Collected data entries:
┄┄┄┄┄┄┄┄┄┄

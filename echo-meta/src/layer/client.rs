use faststr::FastStr;
use motore::{layer::Layer, service::Service};
use serde::Serialize;

use crate::{
    client::ClientStream,
    context::ClientContext,
    error::{Error, MetadataSection},
    metadata::{timestamp, MetadataMap, LOCATION_KEY, TIMESTAMP_KEY},
    Request, Response,
};

/// The metadata keys a client requires the server to send.
#[derive(Debug, Clone, Default, PartialEq, Eq)]
pub struct MetadataContract {
    header: Vec<FastStr>,
    trailer: Vec<FastStr>,
}

impl MetadataContract {
    /// A contract that requires nothing.
    pub fn new() -> Self {
        Self::default()
    }

    /// `timestamp` and `location` in the header, `timestamp` in the trailer.
    pub fn echo() -> Self {
        Self::new()
            .require_header(TIMESTAMP_KEY)
            .require_header(LOCATION_KEY)
            .require_trailer(TIMESTAMP_KEY)
    }

    pub fn require_header(mut self, key: impl Into<FastStr>) -> Self {
        self.header.push(key.into());
        self
    }

    pub fn require_trailer(mut self, key: impl Into<FastStr>) -> Self {
        self.trailer.push(key.into());
        self
    }

    pub fn verify_header(&self, header: Option<&MetadataMap>) -> Result<(), Error> {
        verify(&self.header, header, MetadataSection::Header)
    }

    pub fn verify_trailer(&self, trailer: Option<&MetadataMap>) -> Result<(), Error> {
        verify(&self.trailer, trailer, MetadataSection::Trailer)
    }
}

fn verify(
    keys: &[FastStr],
    metadata: Option<&MetadataMap>,
    section: MetadataSection,
) -> Result<(), Error> {
    for key in keys {
        let Some(values) = metadata.and_then(|md| md.get(key)) else {
            return Err(Error::required(key.clone(), section));
        };
        tracing::debug!("[ECHO] {key} from {section}:");
        for (i, value) in values.iter().enumerate() {
            tracing::debug!("[ECHO]  {i}. {value}");
        }
    }
    Ok(())
}

fn payload<T: Serialize>(message: &T) -> String {
    serde_json::to_string(message).unwrap_or_else(|e| format!("<unserializable: {e}>"))
}

/// Stamps unary requests and checks the header and trailer of successful calls.
#[derive(Debug, Clone)]
pub struct ClientUnaryLayer {
    contract: MetadataContract,
}

impl ClientUnaryLayer {
    pub fn new() -> Self {
        Self {
            contract: MetadataContract::echo(),
        }
    }

    pub fn contract(mut self, contract: MetadataContract) -> Self {
        self.contract = contract;
        self
    }
}

impl Default for ClientUnaryLayer {
    fn default() -> Self {
        Self::new()
    }
}

impl<S> Layer<S> for ClientUnaryLayer {
    type Service = ClientUnaryService<S>;

    fn layer(self, inner: S) -> Self::Service {
        ClientUnaryService {
            inner,
            contract: self.contract,
        }
    }
}

#[derive(Debug, Clone)]
pub struct ClientUnaryService<S> {
    inner: S,
    contract: MetadataContract,
}

impl<S, Req, Resp> Service<ClientContext, Request<Req>> for ClientUnaryService<S>
where
    S: Service<ClientContext, Request<Req>, Response = Response<Resp>, Error = Error>
        + Send
        + Sync,
    Req: Serialize + Send,
{
    type Response = Response<Resp>;
    type Error = Error;

    async fn call(
        &self,
        cx: &mut ClientContext,
        mut req: Request<Req>,
    ) -> Result<Self::Response, Self::Error> {
        req.metadata_mut().append(TIMESTAMP_KEY, timestamp());
        tracing::info!(
            "[ECHO] unary call {} with payload {}",
            cx.rpc_info().method(),
            payload(req.get_ref())
        );

        // Failed calls propagate unchanged.
        let resp = self.inner.call(cx, req).await?;

        self.contract.verify_header(cx.header())?;
        self.contract.verify_trailer(cx.trailer())?;
        Ok(resp)
    }
}

/// Stamps stream requests and attaches the metadata contract to the opened stream, which checks
/// the header when it arrives and the trailer once the stream is drained.
#[derive(Debug, Clone)]
pub struct ClientStreamLayer {
    contract: MetadataContract,
}

impl ClientStreamLayer {
    pub fn new() -> Self {
        Self {
            contract: MetadataContract::echo(),
        }
    }

    pub fn contract(mut self, contract: MetadataContract) -> Self {
        self.contract = contract;
        self
    }
}

impl Default for ClientStreamLayer {
    fn default() -> Self {
        Self::new()
    }
}

impl<S> Layer<S> for ClientStreamLayer {
    type Service = ClientStreamService<S>;

    fn layer(self, inner: S) -> Self::Service {
        ClientStreamService {
            inner,
            contract: self.contract,
        }
    }
}

#[derive(Debug, Clone)]
pub struct ClientStreamService<S> {
    inner: S,
    contract: MetadataContract,
}

impl<S, Req, Resp> Service<ClientContext, Request<Option<Req>>> for ClientStreamService<S>
where
    S: Service<
            ClientContext,
            Request<Option<Req>>,
            Response = ClientStream<Req, Resp>,
            Error = Error,
        > + Send
        + Sync,
    Req: Serialize + Send,
{
    type Response = ClientStream<Req, Resp>;
    type Error = Error;

    async fn call(
        &self,
        cx: &mut ClientContext,
        mut req: Request<Option<Req>>,
    ) -> Result<Self::Response, Self::Error> {
        req.metadata_mut().append(TIMESTAMP_KEY, timestamp());
        match req.get_ref() {
            Some(message) => tracing::info!(
                "[ECHO] opening stream {} with payload {}",
                cx.rpc_info().method(),
                payload(message)
            ),
            None => tracing::info!("[ECHO] opening stream {}", cx.rpc_info().method()),
        }

        let stream = self.inner.call(cx, req).await?;
        Ok(stream.with_contract(self.contract.clone()))
    }
}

┄┄┄┄┄┄┄┄┄┄

▶ _Prompt_:
Return each line of the records above in which the word "await" occurs.

▶ _Answer box_:
        let resp = self.inner.call(cx, req).await?;
        let stream = self.inner.call(cx, req).await?;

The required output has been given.